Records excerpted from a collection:
//! Local typing transitions with debounced auto-expiry.

use std::collections::HashMap;
use std::sync::atomic::{AtomicU64, Ordering};
use std::sync::{Arc, Mutex};

use tokio::task::AbortHandle;
use tracing::{debug, warn};

use causette_shared::protocol::TypingEvent;
use causette_shared::{ConversationId, RelayEvent};
use causette_store::{ConversationOp, WriteBatch};

use crate::session::SessionContext;

struct ArmedTimer {
    seq: u64,
    handle: AbortHandle,
}

/// Publishes the local user's typing state and clears it automatically when
/// the window elapses without another keystroke.
///
/// All writes here are best-effort: a failed typing write is logged and
/// dropped, never surfaced, and never blocks the caller.
pub struct TypingCoordinator {
    ctx: SessionContext,
    timers: Arc<Mutex<HashMap<ConversationId, ArmedTimer>>>,
    seq: AtomicU64,
}

impl TypingCoordinator {
    pub fn new(ctx: SessionContext) -> Self {
        Self {
            ctx,
            timers: Arc::new(Mutex::new(HashMap::new())),
            seq: AtomicU64::new(0),
        }
    }

    /// Record a typing transition for the open conversation.
    ///
    /// `true` stamps the store and re-arms the expiry timer; each keystroke
    /// extends the window. `false` clears immediately (message sent, input
    /// emptied) and disarms the timer.
    pub async fn notify_typing(&self, conversation: ConversationId, is_typing: bool) {
        publish_state(&self.ctx, conversation, is_typing).await;

        if is_typing {
            let seq = self.seq.fetch_add(1, Ordering::Relaxed) + 1;
            let ctx = self.ctx.clone();
            let timers = Arc::clone(&self.timers);
            let window = self.ctx.config.typing_window;
            let handle = tokio::spawn(async move {
                tokio::time::sleep(window).await;
                // Only the newest timer for the conversation may clear;
                // a re-arm bumped the sequence and owns the entry now.
                let expired = match timers.lock() {
                    Ok(mut timers) => match timers.get(&conversation) {
                        Some(armed) if armed.seq == seq => {
                            timers.remove(&conversation);
                            true
                        }
                        _ => false,
                    },
                    Err(_) => false,
                };
                if expired {
                    debug!(conversation = %conversation, "Typing window expired");
                    publish_state(&ctx, conversation, false).await;
                }
            });
            let abort = handle.abort_handle();
            match self.timers.lock() {
                Ok(mut timers) => {
                    if let Some(prior) = timers.insert(conversation, ArmedTimer { seq, handle: abort }) {
                        prior.handle.abort();
                    }
                }
                Err(_) => handle.abort(),
            }
        } else if let Ok(mut timers) = self.timers.lock() {
            if let Some(prior) = timers.remove(&conversation) {
                prior.handle.abort();
            }
        }
    }

    /// Abort every armed timer without writing a clear.  On shutdown the
    /// indicator is left to lapse via the freshness window; a late write
    /// from a dead session is worse than a stale timestamp.
    pub fn shutdown(&self) {
        if let Ok(mut timers) = self.timers.lock() {
            for (_, armed) in timers.drain() {
                armed.handle.abort();
            }
        }
    }
}

impl Drop for TypingCoordinator {
    fn drop(&mut self) {
        self.shutdown();
    }
}

async fn publish_state(ctx: &SessionContext, conversation: ConversationId, is_typing: bool) {
    let op = if is_typing {
        ConversationOp::TypingRefresh(ctx.user.id)
    } else {
        ConversationOp::TypingClear(ctx.user.id)
    };
    let mut batch = WriteBatch::new();
    batch.conversation(conversation, op);
    if let Err(error) = ctx.store.commit(batch).await {
        warn!(conversation = %conversation, %error, "Typing write failed");
    }

    let event = RelayEvent::Typing(TypingEvent {
        conversation,
        user: ctx.user.id,
        is_typing,
    });
    if let Err(error) = ctx.relay.publish(event).await {
        debug!(%error, "Typing relay publish failed");
    }
}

ASSIGNMENT: Find and copy each line of the data where "WriteBatch" is present.

WORKED SOLUTION:
use causette_store::{ConversationOp, WriteBatch};
    let mut batch = WriteBatch::new();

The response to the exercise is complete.